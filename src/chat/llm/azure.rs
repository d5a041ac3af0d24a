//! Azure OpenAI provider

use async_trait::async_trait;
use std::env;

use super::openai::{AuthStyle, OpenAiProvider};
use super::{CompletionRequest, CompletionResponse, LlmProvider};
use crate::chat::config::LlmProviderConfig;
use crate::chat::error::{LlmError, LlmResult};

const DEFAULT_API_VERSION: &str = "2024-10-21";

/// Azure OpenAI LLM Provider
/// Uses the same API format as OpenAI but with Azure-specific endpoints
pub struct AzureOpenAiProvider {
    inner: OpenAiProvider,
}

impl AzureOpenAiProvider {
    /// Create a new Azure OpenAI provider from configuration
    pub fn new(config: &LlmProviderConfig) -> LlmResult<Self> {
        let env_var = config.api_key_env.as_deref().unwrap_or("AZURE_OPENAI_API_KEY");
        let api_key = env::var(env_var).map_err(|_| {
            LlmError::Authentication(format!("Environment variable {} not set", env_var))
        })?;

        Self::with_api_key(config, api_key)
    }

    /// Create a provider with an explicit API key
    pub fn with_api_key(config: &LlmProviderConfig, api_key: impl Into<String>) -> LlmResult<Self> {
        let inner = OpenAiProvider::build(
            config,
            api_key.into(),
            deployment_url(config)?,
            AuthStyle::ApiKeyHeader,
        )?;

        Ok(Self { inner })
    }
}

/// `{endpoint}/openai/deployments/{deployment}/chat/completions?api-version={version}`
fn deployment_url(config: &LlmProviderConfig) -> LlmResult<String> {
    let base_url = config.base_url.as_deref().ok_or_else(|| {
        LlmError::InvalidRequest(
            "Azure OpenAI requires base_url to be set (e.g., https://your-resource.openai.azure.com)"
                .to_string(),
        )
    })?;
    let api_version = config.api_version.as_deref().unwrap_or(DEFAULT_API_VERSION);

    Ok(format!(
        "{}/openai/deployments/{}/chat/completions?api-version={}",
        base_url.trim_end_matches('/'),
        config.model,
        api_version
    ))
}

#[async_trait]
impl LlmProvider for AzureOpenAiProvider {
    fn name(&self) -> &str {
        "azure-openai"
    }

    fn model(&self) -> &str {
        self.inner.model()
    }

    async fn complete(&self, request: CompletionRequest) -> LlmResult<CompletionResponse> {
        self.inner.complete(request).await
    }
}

- _EXERCISE DETAILS_
Everything in the material above is to be copied exactly.

- _YOUR SOLUTION_
filename src/chat/llm/azure.rs
repository d5a041ac3af0d24a
//! Azure OpenAI provider

use async_trait::async_trait;
use std::env;

use super::openai::{AuthStyle, OpenAiProvider};
use super::{CompletionRequest, CompletionResponse, LlmProvider};
use crate::chat::config::LlmProviderConfig;
use crate::chat::error::{LlmError, LlmResult};

const DEFAULT_API_VERSION: &str = "2024-10-21";

/// Azure OpenAI LLM Provider
/// Uses the same API format as OpenAI but with Azure-specific endpoints
pub struct AzureOpenAiProvider {
    inner: OpenAiProvider,
}

impl AzureOpenAiProvider {
    /// Create a new Azure OpenAI provider from configuration
    pub fn new(config: &LlmProviderConfig) -> LlmResult<Self> {
        let env_var = config.api_key_env.as_deref().unwrap_or("AZURE_OPENAI_API_KEY");
        let api_key = env::var(env_var).map_err(|_| {
            LlmError::Authentication(format!("Environment variable {} not set", env_var))
        })?;

        Self::with_api_key(config, api_key)
    }

    /// Create a provider with an explicit API key
    pub fn with_api_key(config: &LlmProviderConfig, api_key: impl Into<String>) -> LlmResult<Self> {
        let inner = OpenAiProvider::build(
            config,
            api_key.into(),
            deployment_url(config)?,
            AuthStyle::ApiKeyHeader,
        )?;

        Ok(Self { inner })
    }
}

/// `{endpoint}/openai/deployments/{deployment}/chat/completions?api-version={version}`
fn deployment_url(config: &LlmProviderConfig) -> LlmResult<String> {
    let base_url = config.base_url.as_deref().ok_or_else(|| {
        LlmError::InvalidRequest(
            "Azure OpenAI requires base_url to be set (e.g., https://your-resource.openai.azure.com)"
                .to_string(),
        )
    })?;
    let api_version = config.api_version.as_deref().unwrap_or(DEFAULT_API_VERSION);

    Ok(format!(
        "{}/openai/deployments/{}/chat/completions?api-version={}",
        base_url.trim_end_matches('/'),
        config.model,
        api_version
    ))
}

#[async_trait]
impl LlmProvider for AzureOpenAiProvider {
    fn name(&self) -> &str {
        "azure-openai"
    }

    fn model(&self) -> &str {
        self.inner.model()
    }

    async fn complete(&self, request: CompletionRequest) -> LlmResult<CompletionResponse> {
        self.inner.complete(request).await
    }
}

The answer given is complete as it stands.